*** Opening of DATASET EXCERPTS ***
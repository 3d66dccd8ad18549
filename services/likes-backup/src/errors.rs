//!
//! src/errors.rs  Andrew Belles  Oct 17th, 2026
//!
//! Defines enums and methods of error conversion
//! for errors the backup service uses
//!
//!

use std::path::PathBuf;

use thiserror::Error;

#[derive(Error, Debug)]
pub enum BackupError {
    #[error("config error: {0}")]
    Config(String),
    #[error("snapshot not found: {}", .0.display())]
    SnapshotNotFound(PathBuf),
    #[error("snapshot malformed: {0}")]
    SnapshotMalformed(String),
    #[error("remote fetch failed: {0}")]
    RemoteFetchFailed(String),
    #[error("io error: {0}")]
    Io(#[from] std::io::Error)
}

impl From<reqwest::Error> for BackupError {
    fn from(e: reqwest::Error) -> Self { BackupError::RemoteFetchFailed(e.to_string()) }
}

impl From<serde_json::Error> for BackupError {
    fn from(e: serde_json::Error) -> Self { BackupError::RemoteFetchFailed(e.to_string()) }
}
//!
//! src/reconcile.rs  Andrew Belles  Oct 17th, 2026
//!
//! Merges the freshly fetched remote tracks into the previous snapshot.
//! Records are never dropped from the snapshot, a track that disappears
//! remotely is only flagged as deleted and can later be restored
//!

use std::collections::{HashMap, HashSet};

use chrono::NaiveDateTime;

use crate::types::{Track, TrackId};

/// Outcome of one reconciliation.
///
/// `added` and `deleted` are the reportable change sets. `restored` holds
/// tombstones that came back; they are not reported as additions.
#[derive(Debug, Clone, Default, PartialEq, Eq)]
pub struct Reconciliation {
    pub snapshot: Vec<Track>,
    pub added: Vec<Track>,
    pub deleted: Vec<Track>,
    pub restored: Vec<Track>,
    pub initial_run: bool
}

impl Reconciliation {
    pub fn has_changes(&self) -> bool {
        !(self.added.is_empty() && self.deleted.is_empty())
    }
}

/// Remote tracks keyed by id. On a repeated id the last occurrence wins, the
/// first occurrence keeps its position in `order`.
struct RemoteIndex<'a> {
    by_id: HashMap<&'a TrackId, &'a Track>,
    order: Vec<&'a TrackId>
}

impl<'a> RemoteIndex<'a> {
    fn new(remote: &'a [Track]) -> Self {
        let mut by_id = HashMap::with_capacity(remote.len());
        let mut order = Vec::with_capacity(remote.len());
        for track in remote {
            if by_id.insert(&track.track_id, track).is_none() {
                order.push(&track.track_id);
            }
        }
        Self { by_id, order }
    }

    fn get(&self, id: &TrackId) -> Option<&'a Track> {
        self.by_id.get(id).copied()
    }

    fn iter(&self) -> impl Iterator<Item = &'a Track> + '_ {
        self.order.iter().map(|id| self.by_id[id])
    }
}

fn first_seen(remote: &Track, now: NaiveDateTime) -> Track {
    Track {
        added_at: now,
        ..remote.clone()
    }
}

/// Computes the next snapshot from `previous` and the `remote` collection.
///
/// Inputs are left untouched, every output record is a fresh copy. `now` is
/// stamped as `added_at` on tracks seen for the first time only.
pub fn reconcile(previous: &[Track], remote: &[Track], now: NaiveDateTime) -> Reconciliation {
    let remote = RemoteIndex::new(remote);

    if previous.is_empty() {
        let snapshot: Vec<Track> = remote.iter().map(|r| first_seen(r, now)).collect();
        return Reconciliation {
            added: snapshot.clone(),
            snapshot,
            initial_run: true,
            ..Reconciliation::default()
        };
    }

    let mut result = Reconciliation {
        snapshot: Vec::with_capacity(previous.len() + remote.order.len()),
        ..Reconciliation::default()
    };
    let mut known: HashSet<&TrackId> = HashSet::with_capacity(previous.len());

    for prev in previous {
        // duplicates in a previous snapshot collapse onto the first record
        if !known.insert(&prev.track_id) {
            continue;
        }

        let mut track = prev.clone();
        let current = remote.get(&prev.track_id);
        let available = current.is_some_and(|r| !r.is_deleted);

        if track.is_deleted && available {
            track.is_deleted = false;
            result.restored.push(track.clone());
        } else if !track.is_deleted && !available {
            track.is_deleted = true;
            result.deleted.push(track.clone());
        }

        result.snapshot.push(track);
    }

    for r in remote.iter() {
        if known.contains(&r.track_id) {
            continue;
        }
        let track = first_seen(r, now);
        result.added.push(track.clone());
        result.snapshot.push(track);
    }

    result
}
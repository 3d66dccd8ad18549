//!
//! src/config.rs  Andrew Belles  Oct 17th, 2026
//!
//! Command line flags and environment backed configuration for the
//! backup run. Environment is read from .env first (dotenvy), flags win
//!

use std::{path::PathBuf, time};

use clap::{Parser, ValueEnum};
use url::Url;

use crate::errors::BackupError;

/// Constants for HTTP Config
pub const HTTP_TIMEOUT: u64 = 8000;
pub const HTTP_CONNECT_TIMEOUT: u64 = 2000;
pub const HTTP_POOL_MAX_IDLE: usize = 4;
pub const HTTP_POOL_IDLE_TIMEOUT: u64 = 90000;
pub const HTTP_MAX_REDIRECTS: u8 = 4;

pub const RETRY_MAX_ATTEMPTS: u8 = 4;
pub const RETRY_BASE_BACKOFF: u64 = 250;
pub const RETRY_JITTER: bool = true;
pub const RETRYABLE_STATUSES: [u16; 5] = [429, 500, 502, 503, 504];

pub const YANDEX_API_BASE: &str = "https://api.music.yandex.net/";
pub const YANDEX_TRACKS_BATCH: usize = 250;
pub const DEFAULT_SNAPSHOT: &str = "tracks.csv";

///
/// Command line of the backup binary
///
#[derive(Debug, Clone, Parser)]
#[command(name = "likes-backup", version, about = "Run Yandex Music likes backup.")]
pub struct Cli {
    /// Username of playlist owner
    #[arg(short = 'u', long, env = "YANDEX_MUSIC_USER")]
    pub username: String,

    /// Proxy server <example: 92.39.141.246:65056>
    #[arg(short = 'x', long, env = "YANDEX_MUSIC_PROXY")]
    pub proxy: Option<String>,

    /// Back up the owner's playlist of this kind instead of their likes
    #[arg(short = 'p', long, env = "YANDEX_MUSIC_PLAYLIST")]
    pub playlist: Option<String>,

    /// Snapshot csv file
    #[arg(short = 'o', long, env = "LIKES_SNAPSHOT_PATH", default_value = DEFAULT_SNAPSHOT)]
    pub snapshot: PathBuf,

    #[arg(long, value_enum, default_value_t = LogFormat::Pretty)]
    pub log_format: LogFormat,

    /// Log every added, deleted and restored track
    #[arg(short, long)]
    pub verbose: bool,
}

/// Ensures that url is https
fn ensure_https(url: &Url) -> Result<(), String> {
    if url.scheme() == "https" {
        Ok(())
    } else {
        Err(format!("URL must be https: {url}"))
    }
}

fn ensure_trailing_slash(url: &mut Url) {
    if !url.path().ends_with('/') {
        let mut path = url.path().to_string();
        path.push('/');
        url.set_path(&path);
    }
}

/// Empty env values count as unset
fn env_opt(s: &str) -> Option<String> {
    std::env::var(s).ok().filter(|v| !v.trim().is_empty())
}

///
/// Configuration for the Yandex Music api
///
#[derive(Debug, Clone)]
pub struct YandexConfig {
    pub api_base: Url,
    pub token: Option<String>,    // anonymous access when unset
    pub proxy: Option<Url>,
    pub playlist: Option<String>, // playlist kind, likes when unset
    pub batch_size: usize         // track ids per /tracks request
}

pub fn parse_api_base(raw: &str) -> Result<Url, BackupError> {
    let mut api_base = Url::parse(raw)
        .map_err(|e| BackupError::Config(
            format!("YANDEX_MUSIC_API_BASE invalid {e}")
        ))?;
    ensure_https(&api_base).map_err(BackupError::Config)?;
    ensure_trailing_slash(&mut api_base);
    Ok(api_base)
}

/// Proxy is given as host:port and always spoken to over plain http
pub fn parse_proxy(raw: &str) -> Result<Url, BackupError> {
    let raw = raw.trim();
    let with_scheme = if raw.contains("://") {
        raw.to_string()
    } else {
        format!("http://{raw}")
    };

    let url = Url::parse(&with_scheme)
        .map_err(|e| BackupError::Config(format!("proxy {raw} invalid {e}")))?;
    if url.host_str().is_none() {
        return Err(BackupError::Config(format!("proxy {raw} missing host")));
    }
    Ok(url)
}

fn parse_batch_size(raw: Option<String>) -> Result<usize, BackupError> {
    match raw {
        None => Ok(YANDEX_TRACKS_BATCH),
        Some(s) => match s.trim().parse::<usize>() {
            Ok(n) if n > 0 => Ok(n),
            _ => Err(BackupError::Config(format!("YANDEX_TRACKS_BATCH invalid: {s}")))
        }
    }
}

/// Playlists are only read with an authorized client
fn require_token(playlist: Option<&str>, token: Option<&str>) -> Result<(), BackupError> {
    match (playlist, token) {
        (Some(kind), None) => Err(BackupError::Config(format!(
            "YANDEX_MUSIC_TOKEN is required to back up playlist {kind}"
        ))),
        _ => Ok(())
    }
}

fn build_yandex(cli: &Cli) -> Result<YandexConfig, BackupError> {
    let api_base = env_opt("YANDEX_MUSIC_API_BASE")
        .unwrap_or_else(|| YANDEX_API_BASE.to_string());
    let api_base = parse_api_base(&api_base)?;

    let token = env_opt("YANDEX_MUSIC_TOKEN");
    let proxy = cli.proxy.as_deref()
        .filter(|p| !p.trim().is_empty())
        .map(parse_proxy)
        .transpose()?;
    let playlist = cli.playlist.as_deref()
        .map(str::trim)
        .filter(|k| !k.is_empty())
        .map(str::to_string);
    require_token(playlist.as_deref(), token.as_deref())?;
    let batch_size = parse_batch_size(env_opt("YANDEX_TRACKS_BATCH"))?;

    Ok( YandexConfig { api_base, token, proxy, playlist, batch_size } )
}

///
/// Configuration for Http timeouts, retries, etc.
///
#[derive(Debug, Clone)]
pub struct RetryConfig {
    pub max_attempts: u8,
    pub base_backoff: time::Duration,
    pub jitter: bool,
    pub retryable_statuses: Vec<u16>
}

impl Default for RetryConfig {
    fn default() -> Self {
        Self {
            max_attempts: RETRY_MAX_ATTEMPTS,
            base_backoff: time::Duration::from_millis(RETRY_BASE_BACKOFF),
            jitter: RETRY_JITTER,
            retryable_statuses: RETRYABLE_STATUSES.to_vec()
        }
    }
}

#[derive(Debug, Clone)]
pub struct HttpConfig {
    pub timeout: time::Duration,
    pub connect_timeout: time::Duration,
    pub pool_max_idle_per_host: usize,
    pub pool_idle_timeout: time::Duration,
    pub max_redirects: u8,
    pub retry: RetryConfig
}

impl Default for HttpConfig {
    fn default() -> Self {
        Self {
            timeout: time::Duration::from_millis(HTTP_TIMEOUT),
            connect_timeout: time::Duration::from_millis(HTTP_CONNECT_TIMEOUT),
            pool_max_idle_per_host: HTTP_POOL_MAX_IDLE,
            pool_idle_timeout: time::Duration::from_millis(HTTP_POOL_IDLE_TIMEOUT),
            max_redirects: HTTP_MAX_REDIRECTS,
            retry: RetryConfig::default()
        }
    }
}

///
/// Where the snapshot csv lives
///
#[derive(Debug, Clone)]
pub struct SnapshotConfig {
    pub path: PathBuf
}

impl Default for SnapshotConfig {
    fn default() -> Self {
        Self { path: PathBuf::from(DEFAULT_SNAPSHOT) }
    }
}

///
/// Configuration for Logger
///

#[derive(Debug, Clone, Copy, PartialEq, Eq, ValueEnum)]
pub enum LogFormat {
    Pretty,
    Json
}

#[derive(Debug, Clone)]
pub struct LoggingConfig {
    pub filter_directives: String,
    pub format: LogFormat,
    pub with_ansi: bool,
    pub include_file_line: bool,
    pub include_target: bool
}

impl Default for LoggingConfig {
    fn default() -> Self {
        Self {
            filter_directives: "info,likes_backup=info,reqwest=warn,hyper=warn".to_string(),
            format: LogFormat::Pretty,
            with_ansi: true,
            include_file_line: false,
            include_target: false
        }
    }
}

fn build_logging(cli: &Cli) -> LoggingConfig {
    let mut logging = LoggingConfig {
        format: cli.log_format,
        ..LoggingConfig::default()
    };
    if cli.verbose {
        logging.filter_directives = "info,likes_backup=debug,reqwest=warn,hyper=warn".to_string();
    }
    if logging.format == LogFormat::Json {
        logging.with_ansi = false;
        logging.include_target = true;
        logging.include_file_line = true;
    }
    logging
}

///
/// AppConfig which holds everything the refresh run needs
///
#[derive(Debug, Clone)]
pub struct AppConfig {
    pub owner: String,
    pub yandex: YandexConfig,
    pub http: HttpConfig,
    pub snapshot: SnapshotConfig,
    pub logging: LoggingConfig
}

///
/// Resolve the configuration from parsed flags and the environment.
///
pub fn load_config(cli: &Cli) -> Result<AppConfig, BackupError> {
    let owner = cli.username.trim().to_string();
    if owner.is_empty() {
        return Err(BackupError::Config("username was not set".to_string()));
    }

    let yandex   = build_yandex(cli)?;
    let http     = HttpConfig::default();
    let snapshot = SnapshotConfig { path: cli.snapshot.clone() };
    let logging  = build_logging(cli);

    Ok( AppConfig { owner, yandex, http, snapshot, logging } )
}
//!
//! src/report.rs  Andrew Belles  Oct 17th, 2026
//!
//! Human readable summary of what changed in a refresh
//!

use tracing::info;

use crate::reconcile::Reconciliation;
use crate::types::Track;

fn line(sign: char, track: &Track) -> String {
    format!("  {sign} {} - {}", track.artist, track.title)
}

pub fn render(outcome: &Reconciliation) -> Vec<String> {
    if !outcome.has_changes() {
        return vec!["No changes detected".to_string()];
    }

    let mut lines = Vec::with_capacity(outcome.added.len() + outcome.deleted.len() + 2);
    if !outcome.added.is_empty() {
        lines.push("Added tracks:".to_string());
        lines.extend(outcome.added.iter().map(|t| line('+', t)));
    }
    if !outcome.deleted.is_empty() {
        lines.push("Deleted tracks:".to_string());
        lines.extend(outcome.deleted.iter().map(|t| line('-', t)));
    }
    lines
}

pub fn log_report(outcome: &Reconciliation) {
    for l in render(outcome) {
        info!("{l}");
    }
}
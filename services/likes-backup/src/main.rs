//!
//! src/main.rs  Andrew Belles  Oct 17th, 2026
//!
//! Entry point of the liked-tracks backup. Wires configuration,
//! logging, the Yandex Music client and the csv snapshot together
//! and runs a single refresh
//!

mod config;
mod errors;
mod logging;

mod fetch;
mod reconcile;
mod refresh;
mod report;
mod snapshot;
mod types;

use clap::Parser;

use crate::errors::BackupError;

#[tokio::main]
async fn main() -> Result<(), BackupError> {
    dotenvy::dotenv().ok();

    let cli  = config::Cli::parse();
    let cfgs = config::load_config(&cli)?;
    let _log = logging::init_logging(&cfgs.logging)?;

    tracing::info!(
        service = "likes-backup",
        version = %env!("CARGO_PKG_VERSION"),
        owner = %cfgs.owner,
        snapshot = %cfgs.snapshot.path.display(),
        proxy = ?cfgs.yandex.proxy.as_ref().map(|u| u.as_str()),
        playlist = ?cfgs.yandex.playlist,
        "starting"
    );

    let client = fetch::YandexMusicClient::new(&cfgs.http, &cfgs.yandex)?;
    let store  = snapshot::CsvSnapshot::new();

    let outcome = refresh::refresh(
        &client,
        &store,
        &cfgs.owner,
        &cfgs.snapshot.path,
        types::observed_now
    ).await;

    match outcome {
        Ok(outcome) => {
            report::log_report(&outcome);
            Ok(())
        },
        Err(e) => {
            tracing::error!(error = %e, "refresh.failed");
            Err(e)
        }
    }
}
pub mod broker_client;
pub mod scheduler_client;
pub mod wire;

pub use broker_client::LavinMqClient;
pub use scheduler_client::ZschedClient;
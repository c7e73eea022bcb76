//! 上游客户端错误到看板错误类型的转换

use dashboard_core::DashboardError;
use reqwest::StatusCode;
use sqlx::Error as SqlxError;
use tracing::warn;

pub const EXECUTION_STORE_SERVICE: &str = "execution-store";

/// 网络层失败视为上游不可用，响应体解码失败视为格式错误
pub fn http_error(service: &str, error: reqwest::Error) -> DashboardError {
    warn!(service, error = %error, "上游HTTP请求失败");
    if error.is_decode() {
        DashboardError::malformed(service, error.to_string())
    } else {
        DashboardError::upstream_unavailable(service, error.to_string())
    }
}

/// 非预期的HTTP状态码
///
/// 5xx 和认证失败说明上游当前无法提供服务，其余状态码说明响应不符合约定。
pub fn status_error(service: &str, status: StatusCode, body: &str) -> DashboardError {
    warn!(service, %status, "上游返回非预期状态码");
    let message = format!("HTTP {status} - {body}");
    if status.is_server_error() || status == StatusCode::UNAUTHORIZED || status == StatusCode::FORBIDDEN {
        DashboardError::upstream_unavailable(service, message)
    } else {
        DashboardError::malformed(service, message)
    }
}

pub fn database_error(error: SqlxError) -> DashboardError {
    match error {
        SqlxError::Io(_)
        | SqlxError::Tls(_)
        | SqlxError::Protocol(_)
        | SqlxError::PoolTimedOut
        | SqlxError::PoolClosed
        | SqlxError::WorkerCrashed => {
            warn!(error = %error, "执行历史存储不可用");
            DashboardError::upstream_unavailable(EXECUTION_STORE_SERVICE, error.to_string())
        }
        SqlxError::ColumnDecode { .. }
        | SqlxError::Decode(_)
        | SqlxError::ColumnNotFound(_)
        | SqlxError::TypeNotFound { .. }
        | SqlxError::ColumnIndexOutOfBounds { .. } => {
            DashboardError::malformed(EXECUTION_STORE_SERVICE, error.to_string())
        }
        other => DashboardError::Internal(format!("数据库查询失败: {other}")),
    }
}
*** Close of DATASET EXCERPTS ***
DIRECTIONS FOR THIS TASK: Given the records above, reproduce precisely and only the lines between the line holding "pub const HTTP_POOL_IDLE_TIMEOUT: u64" and the line holding "server <example: 92.39.141.246:65056>", inclusive.

EXERCISE SOLUTION:
pub const HTTP_POOL_IDLE_TIMEOUT: u64 = 90000;
pub const HTTP_MAX_REDIRECTS: u8 = 4;

pub const RETRY_MAX_ATTEMPTS: u8 = 4;
pub const RETRY_BASE_BACKOFF: u64 = 250;
pub const RETRY_JITTER: bool = true;
pub const RETRYABLE_STATUSES: [u16; 5] = [429, 500, 502, 503, 504];

pub const YANDEX_API_BASE: &str = "https://api.music.yandex.net/";
pub const YANDEX_TRACKS_BATCH: usize = 250;
pub const DEFAULT_SNAPSHOT: &str = "tracks.csv";

///
/// Command line of the backup binary
///
#[derive(Debug, Clone, Parser)]
#[command(name = "likes-backup", version, about = "Run Yandex Music likes backup.")]
pub struct Cli {
    /// Username of playlist owner
    #[arg(short = 'u', long, env = "YANDEX_MUSIC_USER")]
    pub username: String,

    /// Proxy server <example: 92.39.141.246:65056>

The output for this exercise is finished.